> Your goal
Print the records again, character for character.

:: Records for the exercise ::

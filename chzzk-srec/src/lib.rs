//! chzzk-srec library crate.
//!
//! Automatic recorder for a single Chzzk channel. The binary wires these
//! modules together; they are exposed for integration testing.

pub mod config;
pub mod domain;
pub mod downloader;
pub mod error;
pub mod lifecycle;
pub mod logging;
pub mod monitor;
pub mod panic_hook;
pub mod retention;
pub mod shutdown;
pub mod supervisor;
pub mod utils;

pub use error::{Error, Result};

:::

> Answer space
filename chzzk-srec/src/lib.rs
//! chzzk-srec library crate.
//!
//! Automatic recorder for a single Chzzk channel. The binary wires these
//! modules together; they are exposed for integration testing.

pub mod config;
pub mod domain;
pub mod downloader;
pub mod error;
pub mod lifecycle;
pub mod logging;
pub mod monitor;
pub mod panic_hook;
pub mod retention;
pub mod shutdown;
pub mod supervisor;
pub mod utils;

pub use error::{Error, Result};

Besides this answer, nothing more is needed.